Abstract

The many recent dry-grind plants that convert corn to ethanol are potential sources of substantial amounts of corn oil. This report describes an aqueous enzymatic extraction method to separate oil from dry-fractionated corn germ. The method is an extension of a method previously developed for wet-mill germ. Oil dispersed in lipid bodies throughout the germ was converted to oil droplets suspended in an aqueous solution and then to drops of oil large enough to be separated from the solution as a continuous, buoyant phase (free oil). A microwave oven was used to cook the germ to its highest temperature, just short of burning. Thereafter the germ was extracted using the method developed for wet-mill germ: mix the heated germ with water and cook it under pressure, followed by colloid milling and enzymatic digestion of the milled germ particles overnight. A foam fraction was removed from the digested dispersion by bubbling nitrogen through a short column connected to a mixing tank. The foam fraction was then centrifuged to separate free oil.
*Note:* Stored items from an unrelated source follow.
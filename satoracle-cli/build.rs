use std::{env, path::Path, process::Command, str::from_utf8};

fn main() {
    let rustc = env::var("RUSTC").unwrap();
    let package_version = env::var("CARGO_PKG_VERSION").unwrap();

    let rustc_version = Command::new(rustc)
        .arg("--version")
        .output()
        .ok()
        .filter(|result| result.status.success())
        .expect("Failed to query rustc version");

    let git_version = if Path::new("../.git").exists() {
        Command::new("git")
            .args(&["describe", "--tags", "--match=v[0-9]*", "--dirty=-d", "--always"])
            .output()
            .ok()
            .filter(|result| result.status.success())
            .and_then(|result| String::from_utf8(result.stdout).ok())
            .map(|version| version.trim().trim_start_matches('v').to_owned())
    } else {
        None
    };

    println!(
        "cargo:rustc-env=SATORACLE_VERSION={}",
        git_version.unwrap_or(package_version)
    );
    println!(
        "cargo:rustc-env=SATORACLE_RUSTC_VERSION={}",
        from_utf8(rustc_version.stdout.as_slice()).unwrap().trim()
    );
    println!(
        "cargo:rustc-env=SATORACLE_PROFILE={}",
        env::var("PROFILE").unwrap()
    );
}
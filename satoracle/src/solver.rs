//! Boolean satisfiability solver.
use std::io;

use anyhow::Error;
use log::info;
use thiserror::Error;

use satoracle_formula::{CnfFormula, Lit, LiteralError};

use crate::config::{SolverConfig, SolverConfigUpdate};
use crate::dimacs::DimacsParser;
use crate::dpll::{search, SearchStats};
use crate::model::Model;

/// Possible errors when adding clauses or checking models.
#[derive(Debug, Error)]
pub enum SolverError {
    #[error("Invalid literal in clause {:?}: {}", clause, source)]
    InvalidLiteral {
        clause: Vec<isize>,
        source: LiteralError,
    },
    #[error("Model does not satisfy the clause {:?}", clause)]
    ModelCheckFailed { clause: Vec<Lit> },
    #[error("No model available")]
    NoModel,
}

/// Result of a satisfiability query.
#[derive(Clone, Debug, PartialEq, Eq)]
pub enum Outcome {
    /// The formula is satisfiable, the model assigns every variable of the formula.
    Sat(Model),
    Unsat,
}

impl Outcome {
    pub fn is_sat(&self) -> bool {
        match self {
            Outcome::Sat(_) => true,
            Outcome::Unsat => false,
        }
    }

    pub fn model(&self) -> Option<&Model> {
        match self {
            Outcome::Sat(model) => Some(model),
            Outcome::Unsat => None,
        }
    }
}

/// Decide whether a formula is satisfiable using the default configuration.
pub fn decide_satisfiability(formula: &CnfFormula) -> Outcome {
    match search(formula, &SolverConfig::default()).0 {
        Some(model) => Outcome::Sat(model),
        None => Outcome::Unsat,
    }
}

/// A boolean satisfiability solver.
///
/// Stores a formula and the model found by the last query. Every change to the formula or the
/// configuration discards the model.
#[derive(Default)]
pub struct Solver {
    formula: CnfFormula,
    config: SolverConfig,
    model: Option<Model>,
    stats: SearchStats,
}

impl Solver {
    /// Create a new solver.
    pub fn new() -> Solver {
        Solver::default()
    }

    /// Change the solver configuration.
    pub fn config(&mut self, config_update: &SolverConfigUpdate) {
        self.config.apply(config_update);
        self.model = None;
    }

    /// Add a clause to the solver.
    pub fn add_clause(&mut self, clause: &[Lit]) {
        self.formula.add_clause(clause);
        self.model = None;
    }

    /// Add a clause given as DIMACS literals.
    ///
    /// A literal 0 or a literal out of range is rejected and the clause is not added.
    pub fn add_dimacs_clause(&mut self, clause: &[isize]) -> Result<(), SolverError> {
        let lits = clause
            .iter()
            .map(|&number| Lit::try_from_dimacs(number))
            .collect::<Result<Vec<_>, _>>()
            .map_err(|source| SolverError::InvalidLiteral {
                clause: clause.to_vec(),
                source,
            })?;
        self.add_clause(&lits);
        Ok(())
    }

    /// Add a formula to the solver.
    pub fn add_formula(&mut self, formula: &CnfFormula) {
        for clause in formula.iter() {
            self.formula.add_clause(clause);
        }
        self.model = None;
    }

    /// Reads and adds a formula in DIMACS CNF format.
    ///
    /// Nothing is added if the input is malformed. The header's variable count only bounds the
    /// variables used, it doesn't add any.
    pub fn add_dimacs_cnf(&mut self, input: impl io::Read) -> Result<(), Error> {
        let formula = DimacsParser::parse(input)?;

        self.add_formula(&formula);

        info!(
            "Parsed formula with {} variables and {} clauses",
            formula.var_count(),
            formula.len()
        );

        Ok(())
    }

    /// Remove all clauses and variables.
    pub fn clear(&mut self) {
        self.formula.clear();
        self.model = None;
        self.stats = SearchStats::default();
    }

    /// Number of variables, the largest variable number in any clause added.
    pub fn var_count(&self) -> usize {
        self.formula.var_count()
    }

    pub fn clause_count(&self) -> usize {
        self.formula.len()
    }

    /// Whether every clause has exactly three literals.
    pub fn is_3cnf(&self) -> bool {
        self.formula.is_3cnf()
    }

    /// The formula added so far.
    pub fn formula(&self) -> &CnfFormula {
        &self.formula
    }

    /// Check the satisfiability of the current formula.
    pub fn solve(&mut self) -> bool {
        let (model, stats) = search(&self.formula, &self.config);
        self.model = model;
        self.stats = stats;
        self.model.is_some()
    }

    /// Model found by the last call to [`solve`](Solver::solve).
    ///
    /// Returns `None` when the formula is unsatisfiable, when it wasn't solved yet or when it
    /// changed since.
    pub fn model(&self) -> Option<&Model> {
        self.model.as_ref()
    }

    /// A model of the current formula, solving it unless a model is known already.
    pub fn satisfying_assignment(&mut self) -> Option<&Model> {
        if self.model.is_none() {
            self.solve();
        }
        self.model.as_ref()
    }

    /// Verify that the current model satisfies every clause.
    pub fn check_model(&self) -> Result<(), SolverError> {
        let model = self.model.as_ref().ok_or(SolverError::NoModel)?;

        for clause in self.formula.iter() {
            if !clause.iter().any(|&lit| model.lit_is_true(lit)) {
                return Err(SolverError::ModelCheckFailed {
                    clause: clause.to_vec(),
                });
            }
        }

        Ok(())
    }

    /// Statistics of the last search.
    pub fn stats(&self) -> &SearchStats {
        &self.stats
    }
}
An estimate of aqueous enzymatic extraction plant costs to extract 24 million kg of dry-fractionated germ per year [40 million gal/year ethanol], showed that income from the unrefined oil streams and a stream sending the rest of the germ to the fermentation process was roughly equal to the estimated operating cost, with an investment of $2.6 million. Recycle of the enzyme may reduce the estimated enzyme cost of $750,000/year.